::: Available records
//! 知识分类节点的查找与创建

use rusqlite::{params, Connection, OptionalExtension, Row};

use crate::error::AppResult;
use crate::models::taxonomy::TaxonomyRecord;

const COLUMNS: &str = "id, taxonomy_code, subject_id, medium_id, standard, \
     chapter_code, chapter_name, topic_code, topic_name, \
     subtopic_code, subtopic_name, board_id, state_id";

fn row_to_record(row: &Row<'_>) -> rusqlite::Result<TaxonomyRecord> {
    Ok(TaxonomyRecord {
        id: row.get(0)?,
        taxonomy_code: row.get(1)?,
        subject_id: row.get(2)?,
        medium_id: row.get(3)?,
        standard: row.get(4)?,
        chapter_code: row.get(5)?,
        chapter_name: row.get(6)?,
        topic_code: row.get(7)?,
        topic_name: row.get(8)?,
        subtopic_code: row.get(9)?,
        subtopic_name: row.get(10)?,
        board_id: row.get(11)?,
        state_id: row.get(12)?,
    })
}

/// 按复合编码查找节点
pub fn find_by_code(conn: &Connection, taxonomy_code: &str) -> AppResult<Option<TaxonomyRecord>> {
    let sql = format!(
        "SELECT {} FROM taxonomy WHERE taxonomy_code = ?1",
        COLUMNS
    );
    let row = conn
        .query_row(&sql, params![taxonomy_code], row_to_record)
        .optional()?;
    Ok(row)
}

/// 插入新节点，返回 id
pub fn insert(conn: &Connection, record: &TaxonomyRecord) -> AppResult<i64> {
    conn.execute(
        "INSERT INTO taxonomy (taxonomy_code, subject_id, medium_id, standard, \
         chapter_code, chapter_name, topic_code, topic_name, \
         subtopic_code, subtopic_name, board_id, state_id) \
         VALUES (?1, ?2, ?3, ?4, ?5, ?6, ?7, ?8, ?9, ?10, ?11, ?12)",
        params![
            record.taxonomy_code,
            record.subject_id,
            record.medium_id,
            record.standard,
            record.chapter_code,
            record.chapter_name,
            record.topic_code,
            record.topic_name,
            record.subtopic_code,
            record.subtopic_name,
            record.board_id,
            record.state_id,
        ],
    )?;
    Ok(conn.last_insert_rowid())
}

// ========== 按归一化名称反查编码（编码复用） ==========

pub fn chapter_code_by_name(conn: &Connection, normalized: &str) -> AppResult<Option<String>> {
    let code = conn
        .query_row(
            "SELECT DISTINCT chapter_code FROM taxonomy \
             WHERE lower(trim(chapter_name)) = ?1 LIMIT 1",
            params![normalized],
            |r| r.get(0),
        )
        .optional()?;
    Ok(code)
}

pub fn topic_code_by_name(
    conn: &Connection,
    chapter_code: &str,
    normalized: &str,
) -> AppResult<Option<String>> {
    let code = conn
        .query_row(
            "SELECT DISTINCT topic_code FROM taxonomy \
             WHERE chapter_code = ?1 AND lower(trim(topic_name)) = ?2 LIMIT 1",
            params![chapter_code, normalized],
            |r| r.get(0),
        )
        .optional()?;
    Ok(code)
}

pub fn subtopic_code_by_name(
    conn: &Connection,
    topic_code: &str,
    normalized: &str,
) -> AppResult<Option<String>> {
    let code = conn
        .query_row(
            "SELECT DISTINCT subtopic_code FROM taxonomy \
             WHERE topic_code = ?1 AND lower(trim(subtopic_name)) = ?2 LIMIT 1",
            params![topic_code, normalized],
            |r| r.get(0),
        )
        .optional()?;
    Ok(code)
}

// ========== 已占用编码全集（用于会话内计算下一个序号） ==========

pub fn distinct_chapter_codes(conn: &Connection) -> AppResult<Vec<String>> {
    collect_codes(conn, "SELECT DISTINCT chapter_code FROM taxonomy WHERE chapter_code != ''")
}

pub fn distinct_topic_codes(conn: &Connection) -> AppResult<Vec<String>> {
    collect_codes(conn, "SELECT DISTINCT topic_code FROM taxonomy WHERE topic_code != ''")
}

pub fn distinct_subtopic_codes(conn: &Connection) -> AppResult<Vec<String>> {
    collect_codes(conn, "SELECT DISTINCT subtopic_code FROM taxonomy WHERE subtopic_code != ''")
}

fn collect_codes(conn: &Connection, sql: &str) -> AppResult<Vec<String>> {
    let mut stmt = conn.prepare(sql)?;
    let rows = stmt.query_map([], |r| r.get::<_, String>(0))?;
    let mut codes = Vec::new();
    for row in rows {
        codes.push(row?);
    }
    Ok(codes)
}

// ========== 按编码反查名称（响应拼装） ==========

pub fn chapter_name_by_code(conn: &Connection, chapter_code: &str) -> AppResult<Option<String>> {
    let name = conn
        .query_row(
            "SELECT DISTINCT chapter_name FROM taxonomy WHERE chapter_code = ?1 LIMIT 1",
            params![chapter_code],
            |r| r.get(0),
        )
        .optional()?;
    Ok(name)
}

/// 返回 (知识点名称, 章节编码, 章节名称)
pub fn topic_details_by_code(
    conn: &Connection,
    topic_code: &str,
) -> AppResult<Option<(String, String, String)>> {
    let row = conn
        .query_row(
            "SELECT DISTINCT topic_name, chapter_code, chapter_name \
             FROM taxonomy WHERE topic_code = ?1 LIMIT 1",
            params![topic_code],
            |r| Ok((r.get(0)?, r.get(1)?, r.get(2)?)),
        )
        .optional()?;
    Ok(row)
}

pub fn subtopic_name_by_code(conn: &Connection, subtopic_code: &str) -> AppResult<Option<String>> {
    let name = conn
        .query_row(
            "SELECT DISTINCT subtopic_name FROM taxonomy WHERE subtopic_code = ?1 LIMIT 1",
            params![subtopic_code],
            |r| r.get(0),
        )
        .optional()?;
    Ok(name)
}
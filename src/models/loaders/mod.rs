pub mod toml_loader;

pub use toml_loader::{
    load_all_bank_files, load_all_design_requests, load_bank_file, load_design_request,
};
//! 设计生命周期服务
//!
//! 状态机：draft（可编辑/可删除）→ closed（定稿，不可逆）。
//! 定稿 = 选题 + 组装试卷 + 落库，三步在同一个事务内完成；
//! 任何一步失败整体回滚，绝不出现"已定稿却没有试卷"的设计。

use rand::rngs::StdRng;
use rand::{Rng, SeedableRng};
use rusqlite::Connection;
use tokio::sync::Mutex;
use tracing::{info, warn};

use crate::config::Config;
use crate::error::{
    AppError, AppResult, ConflictError, ImmutableError, NotFoundError, ValidationError,
};
use crate::models::context::{Scope, UserContext};
use crate::models::design::{
    ChapterDetails, CurriculumGroup, DesignRecord, DesignRequest, DesignResult, DesignStatus,
    GroupKind, PaperRecord, RemovalResult, ResolvedCode, ResolvedGroup,
};
use crate::models::question::QuestionStatus;
use crate::services::{paper_service, selection_service};
use crate::services::selection_service::SelectionRequest;
use crate::store::questions::QuestionFilter;
use crate::store::{designs, exams, masters, papers, questions, taxonomy, Store};

/// 设计编码前缀与位数：EXM00001
const DESIGN_CODE_PREFIX: &str = "EXM";

/// 设计生命周期服务
pub struct DesignService {
    store: Store,
    /// 可注入种子的随机数发生器（测试可复现抽样结果）
    rng: Mutex<StdRng>,
}
pub mod context;
pub mod design;
pub mod exam;
pub mod loaders;
pub mod question;
pub mod taxonomy;

pub use context::{Scope, UserContext};
pub use design::{
    CodeSelection, CurriculumGroup, DesignRecord, DesignRequest, DesignResult, DesignStatus,
    GroupKind, PaperRecord, PaperView, RemovalResult, SelectionOutcome, ShortfallInfo,
};
pub use exam::{ExamRecord, ExamStatus, ExamUpdate, ExamView};
pub use loaders::{load_all_bank_files, load_all_design_requests};
pub use question::{BankFile, BankQuestion, QuestionRecord, QuestionStatus};
pub use taxonomy::{TaxonomyContext, TaxonomyInput, TaxonomyRecord};
//! 批处理编排层
//!
//! ## 职责
//!
//! 本模块是整个应用的入口，负责题库导入与设计请求的批量处理。
//!
//! ## 核心流程
//!
//! 1. **应用初始化**：打开数据库、执行迁移、创建各业务服务
//! 2. **题库导入**：扫描题库目录，逐文件导入（一个文件一个编码会话）
//! 3. **设计处理**：扫描设计请求目录，逐请求走 选题 → 组装 → 落库 流水线
//! 4. **全局统计**：汇总导入与组卷结果
//!
//! ## 设计特点
//!
//! - **资源所有者**：唯一持有 Store 的模块，服务共享同一句柄
//! - **请求即任务**：每个设计请求在一个事务内跑完，失败互不影响
//! - **向下委托**：不关心选题/组装细节，委托 services 完成

use anyhow::Result;
use tracing::{error, info, warn};

use crate::config::Config;
use crate::models::context::UserContext;
use crate::models::design::DesignRequest;
use crate::models::loaders::{load_all_bank_files, load_all_design_requests};
use crate::services::{DesignService, QuestionService};
use crate::store::Store;
use crate::utils::logging::{init_log_file, log_startup, print_final_stats};

/// 应用主结构
pub struct App {
    config: Config,
    question_service: QuestionService,
    design_service: DesignService,
}

/// 处理统计
#[derive(Debug, Default)]
struct RunStats {
    imported_questions: usize,
    success: usize,
    failed: usize,
}

impl App {
    /// 初始化应用
    pub async fn initialize(config: Config) -> Result<Self> {
        // 初始化日志文件
        init_log_file(&config.output_log_file)?;

        log_startup(&config);

        // 打开数据库并迁移
        let store = Store::open(&config.db_path)?;

        let question_service = QuestionService::new(store.clone());
        let design_service = DesignService::new(store, &config);

        Ok(Self {
            config,
            question_service,
            design_service,
        })
    }

    /// 运行应用主逻辑
    pub async fn run(&self) -> Result<()> {
        let mut stats = RunStats::default();

        // 先导入题库，再处理设计请求
        stats.imported_questions = self.import_banks().await;
        self.process_designs(&mut stats).await;

        print_final_stats(
            stats.imported_questions,
            stats.success,
            stats.failed,
            &self.config.output_log_file,
        );

        Ok(())
    }

    /// 导入题库目录下的所有文件
    async fn import_banks(&self) -> usize {
        info!("\n📁 正在扫描题库文件...");
        let banks = match load_all_bank_files(&self.config.bank_folder).await {
            Ok(banks) => banks,
            Err(e) => {
                warn!("⚠️ 题库目录不可用: {}", e);
                return 0;
            }
        };

        let mut imported = 0;
        for bank in &banks {
            match self.question_service.import_bank_file(bank).await {
                Ok(stats) => imported += stats.imported,
                Err(e) => error!("[{}] ❌ 导入失败: {}", bank.name, e),
            }
        }
        imported
    }

    /// 处理设计请求目录下的所有请求
    async fn process_designs(&self, stats: &mut RunStats) {
        info!("\n📁 正在扫描设计请求...");
        let requests = match load_all_design_requests(&self.config.design_folder).await {
            Ok(requests) => requests,
            Err(e) => {
                warn!("⚠️ 设计请求目录不可用: {}", e);
                return;
            }
        };

        if requests.is_empty() {
            warn!("⚠️ 没有找到待处理的设计请求");
            return;
        }
        info!("✓ 找到 {} 个设计请求\n", requests.len());

        let ctx = UserContext::admin(self.config.operator_user_id);
        for (index, request) in requests.iter().enumerate() {
            if self.process_one_design(index + 1, request, &ctx).await {
                stats.success += 1;
            } else {
                stats.failed += 1;
            }
        }
    }

    /// 处理单个设计请求，返回是否成功
    async fn process_one_design(
        &self,
        index: usize,
        request: &DesignRequest,
        ctx: &UserContext,
    ) -> bool {
        info!("\n[设计请求 {}] {}", index, "─".repeat(30));
        info!("[设计请求 {}] 开始处理: {}", index, request.exam_name);

        match self.design_service.create_design(request, ctx, None).await {
            Ok(result) => {
                info!(
                    "[设计请求 {}] ✓ {} 已生成 {} 份试卷",
                    index,
                    result.exam_code,
                    result.question_papers.len()
                );
                for (code, shortfall) in &result.shortfall_info {
                    warn!(
                        "[设计请求 {}] ⚠️ 条目 {} 缺口: 需要 {}, 可用 {}",
                        index, code, shortfall.required, shortfall.available
                    );
                }
                true
            }
            Err(e) => {
                error!("[设计请求 {}] ❌ 处理失败: {}", index, e);
                false
            }
        }
    }
}
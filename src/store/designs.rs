//! 设计表的查询与写入

use rusqlite::{params, Connection, OptionalExtension, Row};

use crate::error::AppResult;
use crate::models::context::Scope;
use crate::models::design::{DesignRecord, DesignStatus};
use crate::store::{bad_enum, json_col, now_ts};

const COLUMNS: &str = "id, design_code, design_name, exam_id, subject_id, medium_id, \
     board_id, state_id, standard, exam_mode, total_time, total_questions, \
     no_of_sets, no_of_versions, status, chapter_topics, questions_to_exclude, \
     total_question_codes, created_by, is_active";

fn row_to_record(row: &Row<'_>) -> rusqlite::Result<DesignRecord> {
    let status_raw: String = row.get(14)?;
    let status = DesignStatus::from_str(&status_raw)
        .ok_or_else(|| bad_enum(14, "设计状态", &status_raw))?;
    let chapter_topics_raw: String = row.get(15)?;
    let exclude_raw: String = row.get(16)?;
    let codes_raw: String = row.get(17)?;
    Ok(DesignRecord {
        id: row.get(0)?,
        design_code: row.get(1)?,
        design_name: row.get(2)?,
        exam_id: row.get(3)?,
        subject_id: row.get(4)?,
        medium_id: row.get(5)?,
        board_id: row.get(6)?,
        state_id: row.get(7)?,
        standard: row.get(8)?,
        exam_mode: row.get(9)?,
        total_time: row.get(10)?,
        total_questions: row.get(11)?,
        no_of_sets: row.get(12)?,
        no_of_versions: row.get(13)?,
        status,
        chapter_topics: json_col(chapter_topics_raw, 15)?,
        questions_to_exclude: json_col(exclude_raw, 16)?,
        total_question_codes: json_col(codes_raw, 17)?,
        created_by: row.get(18)?,
        is_active: row.get(19)?,
    })
}

/// 插入设计记录，返回 id
pub fn insert(conn: &Connection, record: &DesignRecord) -> AppResult<i64> {
    let ts = now_ts();
    conn.execute(
        "INSERT INTO designs (design_code, design_name, exam_id, subject_id, medium_id, \
         board_id, state_id, standard, exam_mode, total_time, total_questions, \
         no_of_sets, no_of_versions, status, chapter_topics, questions_to_exclude, \
         total_question_codes, created_by, created_at, updated_at, is_active) \
         VALUES (?1, ?2, ?3, ?4, ?5, ?6, ?7, ?8, ?9, ?10, ?11, ?12, ?13, ?14, ?15, ?16, ?17, ?18, ?19, ?20, ?21)",
        params![
            record.design_code,
            record.design_name,
            record.exam_id,
            record.subject_id,
            record.medium_id,
            record.board_id,
            record.state_id,
            record.standard,
            record.exam_mode,
            record.total_time,
            record.total_questions,
            record.no_of_sets,
            record.no_of_versions,
            record.status.as_str(),
            serde_json::to_string(&record.chapter_topics)?,
            serde_json::to_string(&record.questions_to_exclude)?,
            serde_json::to_string(&record.total_question_codes)?,
            record.created_by,
            ts,
            ts,
            record.is_active,
        ],
    )?;
    Ok(conn.last_insert_rowid())
}

/// 按 id 全量更新可变字段
pub fn update(conn: &Connection, record: &DesignRecord) -> AppResult<()> {
    conn.execute(
        "UPDATE designs SET design_name = ?1, subject_id = ?2, medium_id = ?3, \
         board_id = ?4, state_id = ?5, standard = ?6, exam_mode = ?7, \
         total_time = ?8, total_questions = ?9, no_of_sets = ?10, no_of_versions = ?11, \
         status = ?12, chapter_topics = ?13, questions_to_exclude = ?14, \
         total_question_codes = ?15, updated_at = ?16 \
         WHERE id = ?17",
        params![
            record.design_name,
            record.subject_id,
            record.medium_id,
            record.board_id,
            record.state_id,
            record.standard,
            record.exam_mode,
            record.total_time,
            record.total_questions,
            record.no_of_sets,
            record.no_of_versions,
            record.status.as_str(),
            serde_json::to_string(&record.chapter_topics)?,
            serde_json::to_string(&record.questions_to_exclude)?,
            serde_json::to_string(&record.total_question_codes)?,
            now_ts(),
            record.id,
        ],
    )?;
    Ok(())
}

/// 只更新题目编码全集与计数（移题路径）
pub fn update_total_codes(
    conn: &Connection,
    id: i64,
    codes: &[String],
    total_questions: u32,
) -> AppResult<()> {
    conn.execute(
        "UPDATE designs SET total_question_codes = ?1, total_questions = ?2, updated_at = ?3 \
         WHERE id = ?4",
        params![serde_json::to_string(codes)?, total_questions, now_ts(), id],
    )?;
    Ok(())
}

/// 按编码查找活跃设计，套用调用方的可见范围过滤
pub fn find_by_code_scoped(
    conn: &Connection,
    code: &str,
    scope: Scope,
) -> AppResult<Option<DesignRecord>> {
    let mut sql = format!(
        "SELECT {} FROM designs WHERE design_code = ?1 AND is_active = 1",
        COLUMNS
    );
    let row = match scope {
        Scope::All => conn.query_row(&sql, params![code], row_to_record).optional()?,
        Scope::OwnedBy(user_id) => {
            sql.push_str(" AND created_by = ?2");
            conn.query_row(&sql, params![code, user_id], row_to_record)
                .optional()?
        }
    };
    Ok(row)
}

pub fn find_by_id(conn: &Connection, id: i64) -> AppResult<Option<DesignRecord>> {
    let sql = format!("SELECT {} FROM designs WHERE id = ?1", COLUMNS);
    let row = conn.query_row(&sql, params![id], row_to_record).optional()?;
    Ok(row)
}

/// 设计名是否已被占用（exam_id 给定时只查该考试内部）
pub fn name_exists(
    conn: &Connection,
    name: &str,
    exam_id: Option<i64>,
    exclude_design_id: Option<i64>,
) -> AppResult<bool> {
    let mut sql = String::from(
        "SELECT id FROM designs WHERE design_name = ?1 AND is_active = 1",
    );
    let mut values: Vec<rusqlite::types::Value> =
        vec![rusqlite::types::Value::Text(name.to_string())];
    if let Some(exam_id) = exam_id {
        sql.push_str(" AND exam_id = ?");
        values.push(rusqlite::types::Value::Integer(exam_id));
    }
    if let Some(id) = exclude_design_id {
        sql.push_str(" AND id != ?");
        values.push(rusqlite::types::Value::Integer(id));
    }
    sql.push_str(" LIMIT 1");

    let mut stmt = conn.prepare(&sql)?;
    let found: Option<i64> = stmt
        .query_row(rusqlite::params_from_iter(values), |r| r.get(0))
        .optional()?;
    Ok(found.is_some())
}

/// 当前最大的设计编码（EXM 前缀，字典序即数值序）
pub fn last_code(conn: &Connection) -> AppResult<Option<String>> {
    let code = conn
        .query_row(
            "SELECT design_code FROM designs WHERE design_code LIKE 'EXM%' \
             ORDER BY design_code DESC LIMIT 1",
            [],
            |r| r.get(0),
        )
        .optional()?;
    Ok(code)
}

pub fn code_exists(conn: &Connection, code: &str) -> AppResult<bool> {
    let found: Option<i64> = conn
        .query_row(
            "SELECT id FROM designs WHERE design_code = ?1",
            params![code],
            |r| r.get(0),
        )
        .optional()?;
    Ok(found.is_some())
}

pub fn delete_by_id(conn: &Connection, id: i64) -> AppResult<()> {
    conn.execute("DELETE FROM designs WHERE id = ?1", params![id])?;
    Ok(())
}

pub fn list_by_exam(conn: &Connection, exam_id: i64) -> AppResult<Vec<DesignRecord>> {
    let sql = format!(
        "SELECT {} FROM designs WHERE exam_id = ?1 AND is_active = 1 ORDER BY id",
        COLUMNS
    );
    let mut stmt = conn.prepare(&sql)?;
    let rows = stmt.query_map(params![exam_id], row_to_record)?;
    let mut out = Vec::new();
    for row in rows {
        out.push(row?);
    }
    Ok(out)
}

/// 父级考试开始时，把所有子设计强制定稿
pub fn close_all_for_exam(conn: &Connection, exam_id: i64) -> AppResult<usize> {
    let changed = conn.execute(
        "UPDATE designs SET status = 'closed', updated_at = ?1 \
         WHERE exam_id = ?2 AND is_active = 1",
        params![now_ts(), exam_id],
    )?;
    Ok(changed)
}
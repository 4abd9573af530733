/// 调用方的组织可见范围谓词
///
/// 鉴权决策在上游完成，这里只消费一个不透明的归属过滤条件；
/// 范围外的资源与不存在的资源对调用方不可区分。
#[derive(Debug, Clone, Copy, PartialEq, Eq)]
pub enum Scope {
    /// 不限（管理员视角）
    All,
    /// 只能看到指定用户创建的资源
    OwnedBy(i64),
}

/// 一次调用携带的用户上下文
#[derive(Debug, Clone, Copy)]
pub struct UserContext {
    pub user_id: i64,
    pub scope: Scope,
    /// 响应中是否暴露正确答案（由上游按角色决定）
    pub include_answers: bool,
}

impl UserContext {
    pub fn admin(user_id: i64) -> Self {
        Self {
            user_id,
            scope: Scope::All,
            include_answers: true,
        }
    }

    pub fn restricted(user_id: i64) -> Self {
        Self {
            user_id,
            scope: Scope::OwnedBy(user_id),
            include_answers: false,
        }
    }
}
/// 知识分类节点：(章节, 知识点, 子知识点) 挂接到
/// (科目, 授课语言, 年级, 考试局, 邦/州) 上下文。
///
/// 八元组 (chapter_code, topic_code, subtopic_code, subject, medium,
/// standard, board, state) 全局唯一；节点懒创建，本核心从不删除。
#[derive(Debug, Clone)]
pub struct TaxonomyRecord {
    pub id: i64,
    pub taxonomy_code: String,
    pub subject_id: i64,
    pub medium_id: i64,
    pub standard: String,
    pub chapter_code: String,
    pub chapter_name: String,
    pub topic_code: String,
    pub topic_name: String,
    pub subtopic_code: String,
    pub subtopic_name: String,
    pub board_id: i64,
    pub state_id: i64,
}

/// 分类节点解析所需的上下文（全部为已落库的主数据 ID）
#[derive(Debug, Clone, Copy)]
pub struct TaxonomyContext {
    pub subject_id: i64,
    pub medium_id: i64,
    pub board_id: i64,
    pub state_id: i64,
}

/// 分类解析的输入：编码 + 名称（名称可为空，表示复用既有节点的名称）
#[derive(Debug, Clone)]
pub struct TaxonomyInput {
    pub chapter_code: String,
    pub chapter_name: String,
    pub topic_code: String,
    pub topic_name: String,
    pub subtopic_code: String,
    pub subtopic_name: String,
    pub standard: String,
}
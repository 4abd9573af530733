//! 题目序号分配器
//!
//! 单行计数器 + 原子自增；每次取号都会与题目表的最大 id 对齐，
//! 容忍旁路插入造成的计数漂移。必须在事务内调用。

use rusqlite::{params, Connection, OptionalExtension};

use crate::error::AppResult;
use crate::store::questions;

/// 取下一个题目 id（严格大于一切已发放值与已落库的题目 id）
pub fn next_question_id(conn: &Connection) -> AppResult<i64> {
    let max_existing = questions::max_id(conn)?;

    // 单行 UPDATE .. RETURNING：SQLite 写锁保证同一时刻只有一个写者
    let updated: Option<i64> = conn
        .query_row(
            "UPDATE question_sequence \
             SET last_question_id = MAX(last_question_id + 1, ?1 + 1) \
             WHERE id = (SELECT id FROM question_sequence ORDER BY id LIMIT 1) \
             RETURNING last_question_id",
            params![max_existing],
            |r| r.get(0),
        )
        .optional()?;

    match updated {
        Some(id) => Ok(id),
        None => {
            // 计数器行还不存在，补一行
            conn.execute(
                "INSERT INTO question_sequence (last_question_id) VALUES (?1 + 1)",
                params![max_existing],
            )?;
            Ok(max_existing + 1)
        }
    }
}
::::::
[Exercise details] Line count for the string "types": say how many lines in the listing contain it, and add nothing.

[Result below] 4